Sollicité pour une analyse de la situation, Bernard Saminaden, journaliste et rédacteur en chef de Discover & Invest, estime que l’arrestation de Nicolás Maduro s’apparente avant tout à un « coup de poker » politique de la part de Donald Trump. Selon lui, cette opération s’inscrit dans une stratégie calculée, aux conséquences potentiellement lourdes pour la stabilité régionale et mondiale.
Revenant sur le contexte politique vénézuélien, Bernard Saminaden rappelle que les dernières élections présidentielles ont été largement contestées.
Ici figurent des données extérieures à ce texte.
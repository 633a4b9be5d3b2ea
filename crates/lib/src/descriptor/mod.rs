//! Build descriptor loading.
//!
//! Descriptors are YAML or JSON, chosen by file extension (YAML otherwise,
//! which also accepts JSON).

pub mod types;

use std::fs;
use std::path::{Path, PathBuf};

use thiserror::Error;
use tracing::debug;

pub use types::{ArtifactDecl, ArtifactRef, BuildDescriptor, CheckSpec, StageId, StageSpec};

#[derive(Debug, Error)]
pub enum DescriptorError {
  #[error("failed to read descriptor {path}: {source}")]
  Read {
    path: PathBuf,
    #[source]
    source: std::io::Error,
  },

  #[error("invalid JSON descriptor {path}: {source}")]
  Json {
    path: PathBuf,
    #[source]
    source: serde_json::Error,
  },

  #[error("invalid YAML descriptor {path}: {source}")]
  Yaml {
    path: PathBuf,
    #[source]
    source: serde_yaml::Error,
  },
}

impl BuildDescriptor {
  /// Load a descriptor from disk.
  pub fn load(path: &Path) -> Result<Self, DescriptorError> {
    let content = fs::read_to_string(path).map_err(|source| DescriptorError::Read {
      path: path.to_path_buf(),
      source,
    })?;

    let is_json = path.extension().and_then(|e| e.to_str()) == Some("json");
    let descriptor: Self = if is_json {
      serde_json::from_str(&content).map_err(|source| DescriptorError::Json {
        path: path.to_path_buf(),
        source,
      })?
    } else {
      Self::from_yaml(&content).map_err(|source| DescriptorError::Yaml {
        path: path.to_path_buf(),
        source,
      })?
    };

    debug!(path = %path.display(), stages = descriptor.stages.len(), "loaded descriptor");
    Ok(descriptor)
  }

  pub fn from_yaml(content: &str) -> Result<Self, serde_yaml::Error> {
    serde_yaml::from_str(content)
  }
}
Plusieurs instituts internationaux de défense de la démocratie estiment en effet que le scrutin aurait été « truqué », ce qui a contribué à isoler davantage le régime de Caracas sur la scène internationale.
Alors que certains pays dénoncent fermement l’intervention des États-Unis, invoquant une violation du droit international, le rédacteur en chef de Discover & Invest nuance ces condamnations. Selon lui, il s’agit principalement de pays ayant des intérêts stratégiques et économiques directs avec le Venezuela, et dépendant fortement de ses ressources naturelles, notamment l’Iran et la Russie.
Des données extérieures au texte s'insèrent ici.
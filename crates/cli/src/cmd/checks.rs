//! Implementation of the `stagegate checks` command.

use std::process::ExitCode;

use anyhow::Result;

use stagegate_lib::descriptor::StageId;
use stagegate_lib::verify::VerificationCheck;

use crate::PlanArgs;
use crate::cmd::{EXIT_INVALID, load_plan};
use crate::output::{OutputFormat, dimmed, print_error, print_info, print_json};

pub fn cmd_checks(args: &PlanArgs, stage: Option<&str>, format: OutputFormat) -> Result<ExitCode> {
  let loaded = match load_plan(args) {
    Ok(loaded) => loaded,
    Err(invalid) => return Ok(invalid.exit(format)),
  };
  let gate = loaded.plan.gate();

  let checks: Vec<&VerificationCheck> = match stage {
    Some(id) => {
      let id = StageId::new(id);
      if !loaded.plan.graph().contains(&id) {
        print_error(&format!("Unknown stage: {}", id));
        return Ok(ExitCode::from(EXIT_INVALID));
      }
      gate.list(&id).iter().collect()
    }
    None => gate.iter().collect(),
  };

  if format.is_json() {
    print_json(&checks)?;
    return Ok(ExitCode::SUCCESS);
  }

  if checks.is_empty() {
    print_info("No checks registered");
    return Ok(ExitCode::SUCCESS);
  }

  for check in checks {
    println!("{}  {}", check.target_stage, check.name);
    println!("    {}", dimmed(&check.command));
    let expect = &check.expect;
    let mut rules = vec![format!("exit {}", expect.exit_code)];
    if let Some(needle) = &expect.stdout_contains {
      rules.push(format!("stdout contains '{}'", needle));
    }
    if let Some(needle) = &expect.output_excludes {
      rules.push(format!("output excludes '{}'", needle));
    }
    println!("    {}", dimmed(&rules.join(", ")));
  }

  Ok(ExitCode::SUCCESS)
}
Bernard Saminaden rappelle également que quelques mois plus tôt, Donald Trump avait déjà ordonné une attaque ciblée contre le Nigeria, un pays riche en ressources pétrolières. Pour lui, ces différentes interventions traduisent une ligne politique claire, où les considérations économiques prennent le pas sur la diplomatie traditionnelle.
L’attaque contre le Venezuela marque ainsi, selon Bernard Saminaden, une nouvelle étape dans l’escalade des tensions internationales. Elle témoigne de l’émergence d’une nouvelle guerre économique, amorcée dès le début de cette nouvelle année, dans laquelle les ressources énergétiques et les rapports de force économiques deviennent des armes à part entière.